Back to the Land Girls

Land Girls' Connie (Selina Hizli), Iris (Lou Broadbent) and Joyce (Becci Gemmell) are back in action. Picture BBC Andrew Hayes-Watkins

The hit wartime drama filmed in the Midlands returns to our screens this month. Roz Laws caught up with the cast and crew.

The two things really shouldn’t go together.

The top half of the room is all grand chandeliers, vaulted ceilings with beautifully intricate plasterwork and stained glass windows.

So far, so Grade One listed ancestral home. But cast your eyes downward, past the large portraits in oils, and you find rows of hard beds and nurses in 1940s uniforms.

This is how Arbury Hall has been turned back in time for the third series of Land Girls.

The focus of the acclaimed BBC1 series – screened every day next week in the run-up to Armistice Day – has shifted away from farming and towards the fictional Hoxley Manor, home to Lady Ellen, played by Sophie Ward. The house becomes a makeshift military hospital when the real one is bombed.

It’s a little like Downton Abbey, but this is the Second World War, not the first.

As I walk on to the set at Arbury Hall in Nuneaton, Warwickshire, I notice all the authentic period touches. There’s a copy of The Times from May 1943 on the table and original medical equipment like bed pans and coal tar inhalant.

And occupying the beds are soldiers in pyjamas, some of whom have nasty fake injuries, thanks to realistic make-up.

But four of them are really missing arms and legs.

They are here through Amputees in Action, which supplies people for dramas and casualty simulations to train emergency workers.

An extra playing a 1940s nurse makes a 21st century mobile phone call in a break from filming. Picture BBC Andrew Hayes-Watkins

One is Stephen Bunce, who has previously appeared in the background of Torchwood and Holby City but is now to appear in all five episodes of Land Girls.

Both his legs were cut off below the knee when he was 12 and contracted meningitis.

“It was a life or death situation,” says Stephen, now 24.

“I was in a coma for nearly four months and in hospital for a year. I had the deadly meningococcal bacteria poisoning my blood. They had to amputate my legs to save the rest of my body.

“Originally I was going to lose my arms too, but they worked miracles to save them.

“I was very reluctant at first to try to walk again with false legs, because it was so painful. But then I thought ‘Sod it, I’m not going to sit in this wheelchair forever’, and within a year of the operation I was walking again.”

Looking at Stephen now, it’s almost impossible to spot that he’s wearing false legs.

“Technology is brilliant,” smiles Stephen, who lives in Reading with his girlfriend Leena and their five-year-old son Zak.

“I can walk very well, I can drive a car and do as much as anyone else. People often don’t believe me when I say I’ve got prosthetic limbs.

“They are only NHS legs but they do the job. I have Lycra camouflage covers and a special pair for swimming which my son calls my crocodile legs.”

Producer Ella Kelly says: “We’ve tried to be as realistic as possible, hence the use of amputees.
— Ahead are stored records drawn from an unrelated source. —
//! Mirroring the remote catalog into the local store.
//!
//! A run pages through the remote source in a fixed order, maps each payload
//! into a [`Launch`](crate::models::Launch), and reconciles it against the
//! store:
//!
//! - unknown id: **added**
//! - known id with a different `last_updated`: **updated** (whole row replaced)
//! - known id with the same `last_updated`: **unchanged** (no write)
//!
//! After every page the run's counters and offset are checkpointed in one
//! statement, so an interrupted run picks up at the next page.

pub mod clock;
mod orchestrator;
pub mod reconcile;

pub use clock::{Clock, SystemClock};
pub use orchestrator::{RefreshOutcome, SyncError, SyncOrchestrator, SyncSettings};
pub use reconcile::{map_to_record, classify, Classification, MappingError, PageTally, Reconciler};
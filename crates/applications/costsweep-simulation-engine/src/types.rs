//! Core types for the cost sweep

use std::fmt;
use std::ops::RangeInclusive;

use serde::{Deserialize, Serialize};

use crate::error::{CostError, Result};

/// Compute model being priced
#[derive(Debug, Clone, Copy, PartialEq, Eq, Hash, Serialize, Deserialize)]
pub enum Service {
    /// Fixed-capacity virtual machine, billed per hour
    Vm,
    /// Pay-per-invocation function service
    Function,
}

impl Service {
    /// The service being compared against
    pub fn other(self) -> Service {
        match self {
            Service::Vm => Service::Function,
            Service::Function => Service::Vm,
        }
    }
}

impl fmt::Display for Service {
    fn fmt(&self, f: &mut fmt::Formatter<'_>) -> fmt::Result {
        match self {
            Service::Vm => write!(f, "VM"),
            Service::Function => write!(f, "Function"),
        }
    }
}

/// One point in the duration sweep
#[derive(Debug, Clone, PartialEq, Serialize, Deserialize)]
pub struct Scenario {
    pub average_job_duration_ms: u64,
    pub jobs_per_month: u64,
    pub cost: Option<f64>,        // Monthly cost in $, rounded to cents
    pub service: Option<Service>, // Set together with cost
}

impl Scenario {
    /// Unpriced scenario as emitted by the generator
    pub fn new(average_job_duration_ms: u64, jobs_per_month: u64) -> Self {
        Scenario {
            average_job_duration_ms,
            jobs_per_month,
            cost: None,
            service: None,
        }
    }

    /// Copy of this scenario with its cost populated for `service`
    pub fn priced(&self, service: Service, cost: f64) -> Self {
        Scenario {
            cost: Some(cost),
            service: Some(service),
            ..self.clone()
        }
    }

    pub fn is_priced(&self) -> bool {
        self.cost.is_some()
    }
}

/// Inclusive range of average job durations, in milliseconds
#[derive(Debug, Clone, Copy, PartialEq, Eq, Serialize, Deserialize)]
pub struct DurationRange {
    pub start_ms: u64,
    pub end_ms: u64,
}

/// Largest number of durations a single sweep may cover
pub const MAX_SWEEP_LEN: u64 = 50_000_000;

impl DurationRange {
    /// The canonical sweep: 1 ms to 15 minutes
    pub const CANONICAL: DurationRange = DurationRange {
        start_ms: 1,
        end_ms: 900_000,
    };

    /// Create a range, rejecting zero durations, inverted bounds, and sweeps
    /// longer than [`MAX_SWEEP_LEN`]
    pub fn new(start_ms: u64, end_ms: u64) -> Result<Self> {
        if start_ms == 0 {
            return Err(CostError::invalid_input(
                "average job duration must be at least 1 ms",
            ));
        }
        if end_ms < start_ms {
            return Err(CostError::invalid_input(format!(
                "duration range is inverted: {}..={} ms",
                start_ms, end_ms
            )));
        }
        if end_ms - start_ms >= MAX_SWEEP_LEN {
            return Err(CostError::invalid_input(format!(
                "duration range {}..={} ms exceeds the {} scenario limit",
                start_ms, end_ms, MAX_SWEEP_LEN
            )));
        }
        Ok(DurationRange { start_ms, end_ms })
    }

    /// Number of durations covered; 0 for an inverted range
    pub fn len(&self) -> usize {
        self.end_ms
            .checked_sub(self.start_ms)
            .map_or(0, |span| span.saturating_add(1) as usize)
    }

    pub fn is_empty(&self) -> bool {
        self.len() == 0
    }

    pub fn iter(&self) -> RangeInclusive<u64> {
        self.start_ms..=self.end_ms
    }
}

impl Default for DurationRange {
    fn default() -> Self {
        DurationRange::CANONICAL
    }
}

/// Capacity of the VM that sets the implied monthly job volume
#[derive(Debug, Clone, Copy, PartialEq, Eq, Serialize, Deserialize)]
pub struct VmCapacity {
    pub vcpu_count: u32,
}

impl VmCapacity {
    pub fn new(vcpu_count: u32) -> Result<Self> {
        if vcpu_count == 0 {
            return Err(CostError::invalid_input("VM must have at least one vCPU"));
        }
        Ok(VmCapacity { vcpu_count })
    }
}

/// Unrounded function cost components for one workload
#[derive(Debug, Clone, Copy, Default, PartialEq, Serialize, Deserialize)]
pub struct FunctionCostBreakdown {
    pub compute_cost: f64,
    pub request_cost: f64,
    pub ephemeral_storage_cost: f64,
}

impl FunctionCostBreakdown {
    /// Sum of the components, rounded to cents
    pub fn total(&self) -> f64 {
        crate::pricing::round_cents(
            self.compute_cost + self.request_cost + self.ephemeral_storage_cost,
        )
    }
}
“We thought we’d give Land Girls a different slant this year to bring in a bit more danger. It’s gone a bit darker as the war is brought home to their doorstep with the bombing.

“For Lady Ellen, the war has been thrust right into her home, as there are injured soldiers everywhere. She has to get her hands dirty, working in the hospital, and not be so zipped up.

“We wanted to use a Lancaster bomber and there are only four left in the world. We had to go to the plane, in Lincolnshire, for a night shoot to film the opening sequence of the first episode.

“It’s very exciting – it starts with a real bang. We blow the budget in the first four minutes!

“There’s a German attack on the airfield and a massive explosion involving a Jeep and a car.”

Filming also takes place at a farm near Henley-in-Arden, in Bretforton village in Worcestershire and at the Black Country Living Museum.

But Arbury Hall has taken centre stage for this series. Famous as the birthplace of Middlemarch author George Eliot, it’s been the home for 450 years of the Newdegate family.

The 5,000-acre estate was actually used as a prisoner of war camp during the war, housing 40,000 prisoners.

It’s currently occupied by James Edward Fitzroy Newdegate, the 4th Viscount Daventry, along with his wife Georgia and their three children.